Synchronize files using git over ssh
git
I typically write model code on a consumer-grade laptop, and rsync the code to a remote server, where the model is trained.
The price is that for every project, I have to write a script doing this job.
Furthermore, rsync is not very smart in managing deleted files—it either deletes all extraneous files or keep all those files.
While it’s probably not impossible to overcome the limitation by carefully reading the manual, delving into it would take tons of time as the manual contains over 19k words.
Recently, I find that git over ssh can be used to resolve the isssue.
The procedure is simple.
Let us denote the remote server by remote.server, i.e. with an entry in ~/.ssh/config similar to:
Host remote.server
User ubuntu
HostName XXX.XXX.XXX.XXX
IdentityFile ~/.ssh/id_rsa
On the local laptop:
cd /path/to/my_project
# We store the bare repo under ~/git/my_project.git.

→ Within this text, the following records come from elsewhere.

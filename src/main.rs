use anyhow::Result;
use clap::{Parser, Subcommand};
use std::io::IsTerminal;
use std::path::PathBuf;
use tracing_subscriber::{EnvFilter, fmt, prelude::*};
use twig::areas::repository::Repository;
use twig::commands::porcelain::log::LogOptions;

const LOG_FILTER_VAR: &str = "TWIG_LOG";

#[derive(Parser)]
#[command(
    name = "twig",
    version = "0.1.0",
    author = "The twig developers",
    about = "A minimal version-control engine",
    long_about = "twig records which file contents were staged at each commit, \
    keeps branches as named pointers into a content-addressed commit store, \
    and walks the commit graph to show history, compare branches and merge them.",
    help_template = r"
{name} {version} - {about}

USAGE:
    {usage}

OPTIONS:
    {all-args}
",
)]
struct Cli {
    #[command(subcommand)]
    command: Commands,
}

#[derive(Subcommand)]
enum Commands {
    #[command(
        name = "init",
        about = "Initialize a new repository",
        long_about = "This command initializes a new repository in the current directory or at the specified path."
    )]
    Init {
        #[arg(index = 1, help = "The path to the repository")]
        path: Option<PathBuf>,
    },
    #[command(
        name = "add",
        about = "Stage files for the next commit",
        long_about = "This command records the content hash of each file in the index. \
        Directories are expanded recursively; '.' stages the whole work tree."
    )]
    Add {
        #[arg(index = 1, required = true, help = "Files or directories to stage")]
        paths: Vec<PathBuf>,
    },
    #[command(
        name = "commit",
        about = "Create a new commit with the specified message",
        long_about = "This command creates a new commit in the repository with the specified commit message."
    )]
    Commit {
        #[arg(short, long, help = "The commit message")]
        message: String,
    },
    #[command(
        name = "log",
        about = "Show the commit history of the current branch"
    )]
    Log {
        #[arg(long, help = "Show each commit on a single line")]
        oneline: bool,
    },
    #[command(
        name = "branch",
        about = "Create a branch, or list branches when no name is given"
    )]
    Branch {
        #[arg(index = 1, help = "The name of the branch to create")]
        name: Option<String>,
    },
    #[command(name = "switch", about = "Switch HEAD to another branch")]
    Switch {
        #[arg(index = 1, help = "The branch to switch to")]
        name: String,
    },
    #[command(
        name = "merge",
        about = "Merge another branch into the current branch",
        long_about = "This command fast-forwards the current branch when possible, \
        otherwise creates a merge commit with the union of both sides' changes. \
        It refuses to merge when a file was changed differently on both sides."
    )]
    Merge {
        #[arg(index = 1, help = "The branch to merge")]
        branch: String,
        #[arg(short, long, help = "The merge commit message")]
        message: Option<String>,
    },
    #[command(
        name = "diff",
        about = "Compare the commit histories of two branches"
    )]
    Diff {
        #[arg(index = 1)]
        first: String,
        #[arg(index = 2)]
        second: String,
    },
    #[command(
        name = "cat-file",
        about = "Print the content of a commit object",
        long_about = "This command prints the content of an object in the repository. \
        It requires the SHA of the object to be specified."
    )]
    CatFile {
        #[arg(index = 1, help = "The object SHA to print")]
        sha: String,
    },
}

fn open_repository() -> Result<Repository> {
    let pwd = std::env::current_dir()?;

    Ok(Repository::open(pwd, Box::new(std::io::stdout()))?)
}

fn init_tracing() {
    let filter = std::env::var(LOG_FILTER_VAR)
        .ok()
        .and_then(|raw| {
            let raw = raw.trim();
            if raw.is_empty() {
                return None;
            }
            EnvFilter::try_new(raw).ok()
        })
        .unwrap_or_else(|| EnvFilter::new("off"));

    tracing_subscriber::registry()
        .with(fmt::layer().with_writer(std::io::stderr))
        .with(filter)
        .init();
}

#[tokio::main(flavor = "current_thread")]
async fn main() -> Result<()> {
    init_tracing();

    if !std::io::stdout().is_terminal() {
        colored::control::set_override(false);
    }

    let cli = Cli::parse();

    match &cli.command {
        Commands::Init { path } => {
            let path = match path {
                Some(path) => path.clone(),
                None => std::env::current_dir()?,
            };
            let mut repository = Repository::new(path, Box::new(std::io::stdout()))?;

            repository.init().await?
        }
        Commands::Add { paths } => {
            let mut repository = open_repository()?;

            for path in paths {
                repository.stage(path).await?;
            }
        }
        Commands::Commit { message } => {
            let mut repository = open_repository()?;

            repository.commit(message.trim()).await?;
        }
        Commands::Log { oneline } => {
            let repository = open_repository()?;

            repository.log(&LogOptions { oneline: *oneline })?
        }
        Commands::Branch { name } => {
            let mut repository = open_repository()?;

            match name {
                Some(name) => {
                    repository.create_branch(name)?;
                }
                None => {
                    repository.list_branches()?;
                }
            }
        }
        Commands::Switch { name } => {
            let mut repository = open_repository()?;

            repository.switch_branch(name)?;
        }
        Commands::Merge { branch, message } => {
            let mut repository = open_repository()?;

            repository.merge(branch, message.as_deref().map(str::trim)).await?;
        }
        Commands::Diff { first, second } => {
            let repository = open_repository()?;

            repository.diff(first, second)?;
        }
        Commands::CatFile { sha } => {
            let repository = open_repository()?;

            repository.cat_file(sha)?
        }
    }

    Ok(())
}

ssh remote.server 'git init --bare ~/git/my_project.git'
# Setup remote over ssh.
git remote add origin remote.server:~/git/my_project.git
git push -u origin master
On the remote server (if we are setting up from scratch):
cd /path/to/projects/dir
# Git clone local repo.
git clone ~/git/my_project.git
On the remote server (if we already have an existing remote directory):
cd /path/to/my_project
tmp=$(mktemp -d tmpXXXXXX)
# Git clone local repo.
git clone ~/git/my_project.git $tmp
# See https://stackoverflow.com/a/13852329/7881370.
mv $tmp/.git .git
rm -rf $tmp
# Then resolve conflicts by referring to git status.
#git status
After this setup, for some further local updates, we just git push locally and git pull remotely.